» **Data excerpts**:
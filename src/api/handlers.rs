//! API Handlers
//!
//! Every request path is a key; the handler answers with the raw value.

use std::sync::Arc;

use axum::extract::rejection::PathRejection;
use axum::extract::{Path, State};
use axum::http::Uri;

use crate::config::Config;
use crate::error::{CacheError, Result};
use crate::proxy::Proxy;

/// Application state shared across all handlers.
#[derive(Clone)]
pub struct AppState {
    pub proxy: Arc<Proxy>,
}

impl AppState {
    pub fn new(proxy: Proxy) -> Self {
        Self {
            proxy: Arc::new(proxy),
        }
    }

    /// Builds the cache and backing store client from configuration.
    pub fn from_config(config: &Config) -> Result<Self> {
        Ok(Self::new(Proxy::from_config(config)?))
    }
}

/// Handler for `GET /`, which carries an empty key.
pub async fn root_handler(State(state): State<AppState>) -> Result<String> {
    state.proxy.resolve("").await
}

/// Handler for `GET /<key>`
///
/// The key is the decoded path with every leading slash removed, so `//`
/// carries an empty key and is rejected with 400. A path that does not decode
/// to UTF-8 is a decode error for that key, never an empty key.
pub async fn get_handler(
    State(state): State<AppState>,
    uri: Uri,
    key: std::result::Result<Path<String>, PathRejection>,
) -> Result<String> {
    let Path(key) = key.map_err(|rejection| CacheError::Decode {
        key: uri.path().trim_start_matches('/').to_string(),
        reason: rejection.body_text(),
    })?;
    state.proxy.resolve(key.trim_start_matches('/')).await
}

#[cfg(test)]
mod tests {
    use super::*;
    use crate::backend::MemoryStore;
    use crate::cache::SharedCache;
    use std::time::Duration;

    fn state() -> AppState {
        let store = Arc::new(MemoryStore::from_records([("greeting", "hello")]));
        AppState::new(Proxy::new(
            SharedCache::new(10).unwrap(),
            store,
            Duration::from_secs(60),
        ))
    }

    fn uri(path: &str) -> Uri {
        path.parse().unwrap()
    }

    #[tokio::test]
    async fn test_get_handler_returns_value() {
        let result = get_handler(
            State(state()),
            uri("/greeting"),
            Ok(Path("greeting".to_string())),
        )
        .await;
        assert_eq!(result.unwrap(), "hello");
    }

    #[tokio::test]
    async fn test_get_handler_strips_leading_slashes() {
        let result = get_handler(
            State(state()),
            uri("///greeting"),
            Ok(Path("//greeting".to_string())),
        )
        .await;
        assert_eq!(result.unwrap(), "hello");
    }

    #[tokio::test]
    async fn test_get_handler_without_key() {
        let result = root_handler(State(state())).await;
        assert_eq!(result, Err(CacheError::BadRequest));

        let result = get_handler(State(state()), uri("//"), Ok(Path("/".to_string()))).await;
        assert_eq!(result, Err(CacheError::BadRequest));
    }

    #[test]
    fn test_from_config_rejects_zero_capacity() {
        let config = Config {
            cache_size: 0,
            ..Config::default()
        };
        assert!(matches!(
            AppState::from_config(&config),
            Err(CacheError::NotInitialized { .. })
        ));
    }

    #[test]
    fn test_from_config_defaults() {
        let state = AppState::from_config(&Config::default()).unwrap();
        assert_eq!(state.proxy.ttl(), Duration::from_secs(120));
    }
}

* * *

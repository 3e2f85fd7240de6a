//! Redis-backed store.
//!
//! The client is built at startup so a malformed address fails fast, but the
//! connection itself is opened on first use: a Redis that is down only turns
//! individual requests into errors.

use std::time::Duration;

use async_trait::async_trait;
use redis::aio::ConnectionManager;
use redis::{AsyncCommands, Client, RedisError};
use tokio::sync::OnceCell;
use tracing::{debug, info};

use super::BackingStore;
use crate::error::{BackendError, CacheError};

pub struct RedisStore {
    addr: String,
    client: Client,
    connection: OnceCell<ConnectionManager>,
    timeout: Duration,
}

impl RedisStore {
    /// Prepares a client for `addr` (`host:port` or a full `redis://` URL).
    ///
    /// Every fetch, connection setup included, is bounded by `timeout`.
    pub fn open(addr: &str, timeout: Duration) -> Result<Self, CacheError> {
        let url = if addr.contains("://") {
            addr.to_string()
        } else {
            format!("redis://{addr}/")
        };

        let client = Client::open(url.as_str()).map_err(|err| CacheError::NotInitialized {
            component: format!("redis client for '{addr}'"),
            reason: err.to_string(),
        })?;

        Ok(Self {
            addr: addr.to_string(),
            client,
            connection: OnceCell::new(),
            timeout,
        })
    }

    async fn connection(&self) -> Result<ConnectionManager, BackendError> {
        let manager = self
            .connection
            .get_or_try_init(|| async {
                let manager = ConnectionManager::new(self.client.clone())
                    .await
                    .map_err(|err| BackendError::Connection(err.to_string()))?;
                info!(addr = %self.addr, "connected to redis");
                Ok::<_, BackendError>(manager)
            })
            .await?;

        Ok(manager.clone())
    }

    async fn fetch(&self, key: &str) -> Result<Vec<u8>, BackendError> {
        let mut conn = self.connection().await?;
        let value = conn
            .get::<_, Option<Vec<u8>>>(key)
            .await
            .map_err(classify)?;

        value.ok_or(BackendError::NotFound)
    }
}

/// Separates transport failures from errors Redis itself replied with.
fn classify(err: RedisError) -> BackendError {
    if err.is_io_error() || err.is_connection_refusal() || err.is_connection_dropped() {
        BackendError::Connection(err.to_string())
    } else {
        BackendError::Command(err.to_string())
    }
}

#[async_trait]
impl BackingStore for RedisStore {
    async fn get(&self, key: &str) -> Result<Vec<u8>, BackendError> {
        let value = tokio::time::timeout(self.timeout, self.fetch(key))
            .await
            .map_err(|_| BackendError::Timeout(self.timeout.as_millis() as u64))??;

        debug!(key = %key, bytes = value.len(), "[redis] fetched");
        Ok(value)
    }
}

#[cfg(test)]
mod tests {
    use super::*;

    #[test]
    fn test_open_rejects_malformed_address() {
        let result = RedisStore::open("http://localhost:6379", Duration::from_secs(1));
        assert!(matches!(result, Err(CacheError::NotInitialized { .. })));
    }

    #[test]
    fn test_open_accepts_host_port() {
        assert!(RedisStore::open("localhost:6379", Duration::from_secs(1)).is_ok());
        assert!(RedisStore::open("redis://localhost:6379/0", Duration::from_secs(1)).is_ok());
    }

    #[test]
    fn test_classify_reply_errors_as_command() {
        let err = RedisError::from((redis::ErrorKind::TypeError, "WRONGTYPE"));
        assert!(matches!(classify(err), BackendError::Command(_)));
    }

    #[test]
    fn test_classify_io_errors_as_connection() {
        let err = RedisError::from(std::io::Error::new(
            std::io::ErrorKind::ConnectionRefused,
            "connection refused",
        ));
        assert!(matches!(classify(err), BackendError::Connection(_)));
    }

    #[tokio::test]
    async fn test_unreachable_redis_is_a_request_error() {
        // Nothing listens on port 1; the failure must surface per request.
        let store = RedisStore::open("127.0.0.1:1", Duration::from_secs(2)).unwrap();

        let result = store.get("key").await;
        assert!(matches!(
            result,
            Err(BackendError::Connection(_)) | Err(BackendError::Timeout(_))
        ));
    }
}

==

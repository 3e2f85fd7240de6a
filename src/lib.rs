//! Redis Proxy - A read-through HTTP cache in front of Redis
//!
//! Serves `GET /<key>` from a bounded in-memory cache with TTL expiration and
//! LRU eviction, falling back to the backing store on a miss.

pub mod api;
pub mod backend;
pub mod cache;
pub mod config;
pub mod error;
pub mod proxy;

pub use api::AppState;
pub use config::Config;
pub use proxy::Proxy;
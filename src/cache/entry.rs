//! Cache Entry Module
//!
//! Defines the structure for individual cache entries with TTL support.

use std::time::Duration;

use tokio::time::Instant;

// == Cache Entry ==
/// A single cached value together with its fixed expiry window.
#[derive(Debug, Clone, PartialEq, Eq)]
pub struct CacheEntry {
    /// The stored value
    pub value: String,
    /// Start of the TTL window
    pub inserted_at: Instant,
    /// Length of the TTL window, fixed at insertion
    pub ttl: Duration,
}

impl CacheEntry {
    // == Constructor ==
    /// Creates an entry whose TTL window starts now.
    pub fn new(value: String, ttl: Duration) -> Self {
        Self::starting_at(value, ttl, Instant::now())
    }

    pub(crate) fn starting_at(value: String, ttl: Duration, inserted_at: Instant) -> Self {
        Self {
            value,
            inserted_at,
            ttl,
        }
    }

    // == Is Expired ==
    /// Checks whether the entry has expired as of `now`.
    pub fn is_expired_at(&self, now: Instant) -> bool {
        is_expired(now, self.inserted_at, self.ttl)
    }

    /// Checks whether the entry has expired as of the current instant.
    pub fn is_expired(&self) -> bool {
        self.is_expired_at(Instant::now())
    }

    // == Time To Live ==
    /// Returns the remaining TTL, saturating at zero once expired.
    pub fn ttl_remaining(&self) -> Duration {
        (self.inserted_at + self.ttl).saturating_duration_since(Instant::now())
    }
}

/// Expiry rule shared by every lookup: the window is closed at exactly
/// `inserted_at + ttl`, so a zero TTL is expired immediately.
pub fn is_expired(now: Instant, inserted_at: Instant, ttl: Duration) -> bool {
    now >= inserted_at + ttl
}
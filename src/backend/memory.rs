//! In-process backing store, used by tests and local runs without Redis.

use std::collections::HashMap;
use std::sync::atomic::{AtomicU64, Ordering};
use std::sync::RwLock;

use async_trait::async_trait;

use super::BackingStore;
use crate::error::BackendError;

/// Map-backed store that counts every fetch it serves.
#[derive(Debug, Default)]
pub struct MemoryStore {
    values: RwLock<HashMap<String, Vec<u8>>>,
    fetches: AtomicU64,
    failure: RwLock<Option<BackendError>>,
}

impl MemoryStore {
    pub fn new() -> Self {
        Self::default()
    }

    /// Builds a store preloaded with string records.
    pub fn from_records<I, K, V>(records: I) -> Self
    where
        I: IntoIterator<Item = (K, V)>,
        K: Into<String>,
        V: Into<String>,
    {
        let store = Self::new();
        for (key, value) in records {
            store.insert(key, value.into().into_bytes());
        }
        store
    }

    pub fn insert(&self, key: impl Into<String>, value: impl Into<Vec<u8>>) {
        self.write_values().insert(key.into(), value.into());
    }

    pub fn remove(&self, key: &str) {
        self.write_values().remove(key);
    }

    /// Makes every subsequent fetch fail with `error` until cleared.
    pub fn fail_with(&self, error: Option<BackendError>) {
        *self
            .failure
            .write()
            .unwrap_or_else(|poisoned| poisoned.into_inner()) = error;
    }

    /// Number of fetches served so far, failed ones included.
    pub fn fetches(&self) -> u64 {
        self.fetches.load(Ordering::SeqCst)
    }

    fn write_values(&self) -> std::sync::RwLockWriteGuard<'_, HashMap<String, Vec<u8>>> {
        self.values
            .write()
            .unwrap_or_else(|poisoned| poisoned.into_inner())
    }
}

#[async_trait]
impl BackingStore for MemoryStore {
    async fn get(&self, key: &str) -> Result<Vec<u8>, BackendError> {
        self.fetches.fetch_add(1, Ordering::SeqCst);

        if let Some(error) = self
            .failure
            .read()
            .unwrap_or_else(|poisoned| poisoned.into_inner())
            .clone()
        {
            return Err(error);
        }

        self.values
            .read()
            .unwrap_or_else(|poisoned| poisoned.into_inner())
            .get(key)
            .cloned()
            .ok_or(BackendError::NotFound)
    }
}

» **Action item**: Which lines in the records above contain the word "carries"? Copy each one.

» **Completed task**:
/// Handler for `GET /`, which carries an empty key.
/// carries an empty key and is rejected with 400. A path that does not decode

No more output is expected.